I think you should try to write something more personal about you. The fact is that if I were to read a profile saying “I’m X, Y and Z” that’s going to get lost in the sea of other unimaginative profiles. Furthermore, introversion is usually mistaken for high levels of neuroticism, so some women may frown at the profile. You want to distinguish your profile rather than offer generic traits. A lot of guys are writing the same thing and that feels like a shopping list: “get a guy with X, Y, Z, now in Tinder stores!” ...this stuff isn’t going to get you noticed. Your phrase is not about who you are but rather what positive experience you can offer on a date. When they read your post they have to understand this: “if you go out with me, I’ll offer you this type of experience!”

When I first downloaded a dating app I used a small story to introduce myself. I regarded my presence on Tinder as a paradox that would be best explained by this anecdote. Bertrand Russell was given a dreamcatcher (or something like that).
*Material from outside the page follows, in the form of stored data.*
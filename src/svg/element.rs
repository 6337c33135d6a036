//! Primitive SVG elements: circles and text.

use std::fmt;
use std::fmt::Write;

use super::format::{fmt_num, html_escape};

/// Base trait for SVG elements.
pub trait SvgElement {
    /// Render the element to an SVG string.
    fn render(&self) -> String;
}

/// Text anchor position for labels.
#[derive(Debug, Clone, Copy, Default, PartialEq, Eq)]
pub enum TextAnchor {
    Start,
    #[default]
    Middle,
    End,
}

impl fmt::Display for TextAnchor {
    fn fmt(&self, f: &mut fmt::Formatter<'_>) -> fmt::Result {
        match self {
            Self::Start => write!(f, "start"),
            Self::Middle => write!(f, "middle"),
            Self::End => write!(f, "end"),
        }
    }
}

/// A filled, stroked circle.
#[derive(Debug, Clone, PartialEq)]
pub struct Circle {
    pub cx: f64,
    pub cy: f64,
    pub r: f64,
    pub fill: String,
    pub fill_opacity: f64,
    pub stroke: String,
    pub stroke_width: f64,
    /// Tooltip shown on hover.
    pub title: Option<String>,
}

impl Circle {
    #[must_use]
    pub fn new(cx: f64, cy: f64, r: f64) -> Self {
        Self {
            cx,
            cy,
            r,
            fill: "none".to_string(),
            fill_opacity: 1.0,
            stroke: "black".to_string(),
            stroke_width: 1.0,
            title: None,
        }
    }

    #[must_use]
    pub fn with_fill(mut self, fill: impl Into<String>, opacity: f64) -> Self {
        self.fill = fill.into();
        self.fill_opacity = opacity;
        self
    }

    #[must_use]
    pub fn with_stroke(mut self, stroke: impl Into<String>, width: f64) -> Self {
        self.stroke = stroke.into();
        self.stroke_width = width;
        self
    }

    #[must_use]
    pub fn with_title(mut self, title: impl Into<String>) -> Self {
        self.title = Some(title.into());
        self
    }
}

impl SvgElement for Circle {
    fn render(&self) -> String {
        let mut output = format!(
            r#"<circle cx="{}" cy="{}" r="{}" fill="{}" fill-opacity="{}" stroke="{}" stroke-width="{}""#,
            fmt_num(self.cx),
            fmt_num(self.cy),
            fmt_num(self.r),
            html_escape(&self.fill),
            fmt_num(self.fill_opacity),
            html_escape(&self.stroke),
            fmt_num(self.stroke_width),
        );
        match &self.title {
            Some(title) => {
                let _ = write!(
                    output,
                    ">\n    <title>{}</title>\n</circle>",
                    html_escape(title)
                );
            }
            None => output.push_str("/>"),
        }
        output
    }
}

/// A single line of text.
#[derive(Debug, Clone, PartialEq)]
pub struct Text {
    pub x: f64,
    pub y: f64,
    pub content: String,
    pub font_size: f64,
    pub anchor: TextAnchor,
    pub bold: bool,
}

impl Text {
    #[must_use]
    pub fn new(x: f64, y: f64, content: impl Into<String>) -> Self {
        Self {
            x,
            y,
            content: content.into(),
            font_size: 12.0,
            anchor: TextAnchor::Middle,
            bold: false,
        }
    }

    #[must_use]
    pub const fn with_font_size(mut self, size: f64) -> Self {
        self.font_size = size;
        self
    }

    #[must_use]
    pub const fn with_anchor(mut self, anchor: TextAnchor) -> Self {
        self.anchor = anchor;
        self
    }

    #[must_use]
    pub const fn bold(mut self) -> Self {
        self.bold = true;
        self
    }
}

impl SvgElement for Text {
    fn render(&self) -> String {
        let weight = if self.bold { r#" font-weight="bold""# } else { "" };
        // dominant-baseline keeps (x, y) at the vertical center of the glyphs
        format!(
            r#"<text x="{}" y="{}" text-anchor="{}" dominant-baseline="central" font-size="{}"{weight}>{}</text>"#,
            fmt_num(self.x),
            fmt_num(self.y),
            self.anchor,
            fmt_num(self.font_size),
            html_escape(&self.content),
        )
    }
}

#[cfg(test)]
#[path = "element_tests.rs"]
mod tests;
When Russell’s friends asked him why he kept one in his house if he didn’t believe in the supernatural he replied: “I’ve been told it works even if you don’t believe in it”. Much like Russell, I wasn’t convinced that dating apps work, yet my friends told me it would work regardless of my belief.

It’s not the ultimate way to get laid but it makes my presentation original, it’s a chill anecdote that you could use in a normal conversation and it tells something about me as a person (I like culture, am fairly open-minded, I like irony, and I’m somewhat new at this). Then you can write below stuff you like. Anyway point is: you are a creative personality? Don’t tell that to people, prove it.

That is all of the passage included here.